Era un buen abogado aunque sus años de estudio habían relegado su vocación de actor. Pero con la filmación del documental sobre el Palacio de Justicia su pasión juvenil se haría realidad. Interpretaría a un conductor que había atropellado y matado a un peatón, y sería condenado en un juzgado penal. No hacía falta que hablara, su actuación estaba basada en gestos, pero debía meterse en el personaje completamente para que sus expresiones fueran creíbles.

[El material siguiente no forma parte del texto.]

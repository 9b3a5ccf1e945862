// SPDX-License-Identifier: MIT
// Copyright (c) 2026 StarTuz

//! Wire types and traits for the three external collaborators:
//! the itinerary generator, the geocoder and the route polyline service.

use crate::geo::LatLng;
use async_trait::async_trait;
use serde::{Deserialize, Deserializer, Serialize};
use serde_json::Value;
use thiserror::Error;

#[derive(Error, Debug)]
pub enum ServiceError {
    #[error("Transport error: {0}")]
    Transport(#[from] reqwest::Error),
    #[error("HTTP {status}: {body}")]
    Status { status: u16, body: String },
    #[error("Malformed response: {0}")]
    Decode(#[from] serde_json::Error),
    #[error("Invalid request: {0}")]
    InvalidRequest(String),
}

#[derive(Debug, Clone, Default, PartialEq, Serialize, Deserialize)]
pub struct TripRequest {
    pub destination: String,
    #[serde(skip_serializing_if = "Option::is_none")]
    pub month: Option<String>,
    #[serde(default)]
    pub preferences: Vec<String>,
    #[serde(skip_serializing_if = "Option::is_none")]
    pub budget: Option<f64>,
}

impl TripRequest {
    pub fn new(destination: impl Into<String>) -> Self {
        Self {
            destination: destination.into(),
            ..Self::default()
        }
    }

    pub fn validate(&self) -> Result<(), ServiceError> {
        if self.destination.trim().is_empty() {
            return Err(ServiceError::InvalidRequest(
                "destination is required".to_string(),
            ));
        }
        if let Some(budget) = self.budget {
            if !budget.is_finite() || budget < 0.0 {
                return Err(ServiceError::InvalidRequest(format!(
                    "budget must be a non-negative amount, got {}",
                    budget
                )));
            }
        }
        Ok(())
    }
}

#[derive(Debug, Clone, Default, PartialEq, Serialize, Deserialize)]
pub struct GeocodeRequest {
    pub places: Vec<String>,
    #[serde(skip_serializing_if = "Option::is_none")]
    pub location: Option<String>,
    #[serde(skip_serializing_if = "Option::is_none")]
    pub country: Option<String>,
}

/// A geocoder answer for one query. Either half may be missing.
#[derive(Debug, Clone, Copy, Default, PartialEq, Serialize, Deserialize)]
pub struct RawCoordinates {
    #[serde(default)]
    pub lat: Option<f64>,
    #[serde(default, alias = "lon")]
    pub lng: Option<f64>,
}

impl RawCoordinates {
    /// Complete coordinates only; a half-filled answer counts as unresolved.
    pub fn complete(&self) -> Option<LatLng> {
        match (self.lat, self.lng) {
            (Some(lat), Some(lng)) => Some(LatLng::new(lat, lng)),
            _ => None,
        }
    }
}

impl From<LatLng> for RawCoordinates {
    fn from(p: LatLng) -> Self {
        Self {
            lat: Some(p.lat),
            lng: Some(p.lng),
        }
    }
}

/// Query string (as echoed by the service) -> coordinates, `null` when unresolved.
///
/// Entries keep the order the service sent them in.
#[derive(Debug, Clone, Default, PartialEq)]
pub struct GeocodeResponse {
    entries: Vec<(String, Option<RawCoordinates>)>,
}

impl GeocodeResponse {
    pub fn new() -> Self {
        Self::default()
    }

    /// An existing key keeps its position and takes the new answer.
    pub fn insert(&mut self, key: String, coords: Option<RawCoordinates>) {
        match self.entries.iter_mut().find(|(k, _)| *k == key) {
            Some(entry) => entry.1 = coords,
            None => self.entries.push((key, coords)),
        }
    }

    pub fn get(&self, key: &str) -> Option<&Option<RawCoordinates>> {
        self.entries.iter().find(|(k, _)| k == key).map(|(_, c)| c)
    }

    pub fn iter(&self) -> impl Iterator<Item = (&str, Option<RawCoordinates>)> {
        self.entries.iter().map(|(k, c)| (k.as_str(), *c))
    }

    pub fn len(&self) -> usize {
        self.entries.len()
    }

    pub fn is_empty(&self) -> bool {
        self.entries.is_empty()
    }
}

impl FromIterator<(String, Option<RawCoordinates>)> for GeocodeResponse {
    fn from_iter<I: IntoIterator<Item = (String, Option<RawCoordinates>)>>(iter: I) -> Self {
        let mut response = Self::new();
        for (key, coords) in iter {
            response.insert(key, coords);
        }
        response
    }
}

impl<'de> Deserialize<'de> for GeocodeResponse {
    fn deserialize<D: Deserializer<'de>>(deserializer: D) -> Result<Self, D::Error> {
        // serde_json's map keeps source order with `preserve_order`.
        let map = serde_json::Map::<String, Value>::deserialize(deserializer)?;
        map.into_iter()
            .map(|(key, value)| {
                serde_json::from_value::<Option<RawCoordinates>>(value)
                    .map(|coords| (key, coords))
                    .map_err(serde::de::Error::custom)
            })
            .collect()
    }
}

#[derive(Debug, Clone, PartialEq, Serialize, Deserialize)]
pub struct TrackPoint {
    pub coordinates: Option<LatLng>,
}

#[derive(Debug, Clone, Default, PartialEq, Serialize, Deserialize)]
pub struct PolylineRequest {
    pub itinerary: Vec<TrackPoint>,
}

#[derive(Debug, Clone, Default, PartialEq, Serialize, Deserialize)]
pub struct Geometry {
    #[serde(default)]
    pub polyline: Vec<[f64; 2]>,
}

/// One consecutive-pair answer from the route service.
#[derive(Debug, Clone, Default, PartialEq, Serialize, Deserialize)]
pub struct RawSegment {
    #[serde(default)]
    pub walk: Option<Geometry>,
    #[serde(default)]
    pub car: Option<Geometry>,
}

#[async_trait]
pub trait ItineraryGenerator: Send + Sync {
    /// Returns the raw payload; shape decoding is left to the normalizer.
    async fn generate(&self, request: &TripRequest) -> Result<Value, ServiceError>;
}

#[async_trait]
pub trait Geocoder: Send + Sync {
    async fn geocode(&self, request: &GeocodeRequest) -> Result<GeocodeResponse, ServiceError>;
}

#[async_trait]
pub trait RouteService: Send + Sync {
    async fn polylines(&self, request: &PolylineRequest) -> Result<Vec<RawSegment>, ServiceError>;
}

#[cfg(test)]
mod tests {
    use super::*;
    use serde_json::json;

    #[test]
    fn test_trip_request_validation() {
        assert!(TripRequest::new("Kyoto").validate().is_ok());
        assert!(matches!(
            TripRequest::new("   ").validate(),
            Err(ServiceError::InvalidRequest(_))
        ));
        let mut req = TripRequest::new("Kyoto");
        req.budget = Some(-5.0);
        assert!(req.validate().is_err());
    }

    #[test]
    fn test_trip_request_wire_shape() {
        let req = TripRequest {
            destination: "Lisbon".to_string(),
            month: Some("June".to_string()),
            preferences: vec!["food".to_string(), "museums".to_string()],
            budget: None,
        };
        assert_eq!(
            serde_json::to_value(&req).unwrap(),
            json!({"destination": "Lisbon", "month": "June", "preferences": ["food", "museums"]})
        );
    }

    #[test]
    fn test_geocode_response_tolerates_nulls() {
        let resp: GeocodeResponse = serde_json::from_value(json!({
            "Louvre, Paris": {"lat": 48.86, "lng": 2.33},
            "Nowhere, Paris": null,
            "Half, Paris": {"lat": 48.0, "lng": null},
            "Lon, Paris": {"lat": 48.1, "lon": 2.1}
        }))
        .unwrap();
        let complete = |key: &str| resp.get(key).copied().flatten().and_then(|c| c.complete());
        assert_eq!(complete("Louvre, Paris"), Some(LatLng::new(48.86, 2.33)));
        assert_eq!(resp.get("Nowhere, Paris"), Some(&None));
        assert!(resp.get("Half, Paris").copied().flatten().is_some());
        assert!(complete("Half, Paris").is_none());
        assert_eq!(complete("Lon, Paris"), Some(LatLng::new(48.1, 2.1)));
        assert_eq!(resp.len(), 4);
    }

    #[test]
    fn test_geocode_response_keeps_arrival_order() {
        let resp: GeocodeResponse = serde_json::from_value(json!({
            "Zoo, Berlin": null,
            "Altes Museum, Berlin": {"lat": 52.52, "lng": 13.4},
            "Mauerpark, Berlin": null
        }))
        .unwrap();
        let keys: Vec<&str> = resp.iter().map(|(k, _)| k).collect();
        assert_eq!(
            keys,
            vec!["Zoo, Berlin", "Altes Museum, Berlin", "Mauerpark, Berlin"]
        );

        assert!(serde_json::from_value::<GeocodeResponse>(json!({"A": "north"})).is_err());
    }

    #[test]
    fn test_polyline_wire_shapes() {
        let req = PolylineRequest {
            itinerary: vec![
                TrackPoint {
                    coordinates: Some(LatLng::new(35.0, 139.0)),
                },
                TrackPoint { coordinates: None },
            ],
        };
        assert_eq!(
            serde_json::to_value(&req).unwrap(),
            json!({"itinerary": [{"coordinates": {"lat": 35.0, "lng": 139.0}}, {"coordinates": null}]})
        );

        let segments: Vec<RawSegment> = serde_json::from_value(json!([
            {"walk": {"polyline": [[35.0, 139.0], [35.1, 139.1]]}},
            {"car": {"polyline": []}},
            {}
        ]))
        .unwrap();
        assert_eq!(segments.len(), 3);
        assert_eq!(segments[0].walk.as_ref().unwrap().polyline.len(), 2);
        assert!(segments[1].walk.is_none());
        assert!(segments[2].car.is_none());
    }
}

Cuando subió al auto se dio cuenta de que iba con retraso. Manejó apurado, sabía que no podrían comenzar la jornada sin él. Más se apuraba y más se retrasaba; el tránsito era traicionero. Era un día muy especial para él, así que superó cada traba del camino y avanzó casi sin parar ni mirar.

Cuando llegó lo llevaron a la sala. Puso cara de circunstancia cuando leyeron los cargos y apenas si miró al juez con el entrecejo fruncido cuando pronunció la condena. Reforzó su gesto pensando, “¿Diez años de cárcel por chocar a un imbécil que cruzaba la calle con el semáforo en rojo? ¡Yo estaba realmente apurado! ¡Era un día especial! ¿Esto es justicia?” y entonces el rostro mostró indignación y un poco de impotencia y dolor.

Su abogada, su socia, que estuvo en silencio sentada a su lado, se puso de pie y con un ademán llamó a la fuerza pública. El condenado la miró con rabia mientras un policía lo llevaba a los tirones tomándolo del brazo. Quiso gritar. Mejor aún, ¡correr!: se sentía impulsado a hacerlo, total, él conocía mejor que nadie los pasillos del Palacio de Justicia. Pero no hizo nada. Se dejó llevar por el oficial como se dejó engañar por su abogada, que jamás lo defendió, tan fiel que había sido siempre. Tratándose de ella, resultaba incomprensible una traición así. Él estaba enamorado de su socia, y ella lo sabía. Era su princesa; así la llamaba y así la trataba cuando estaban solos. Y en ese momento se había convertido en su verdugo.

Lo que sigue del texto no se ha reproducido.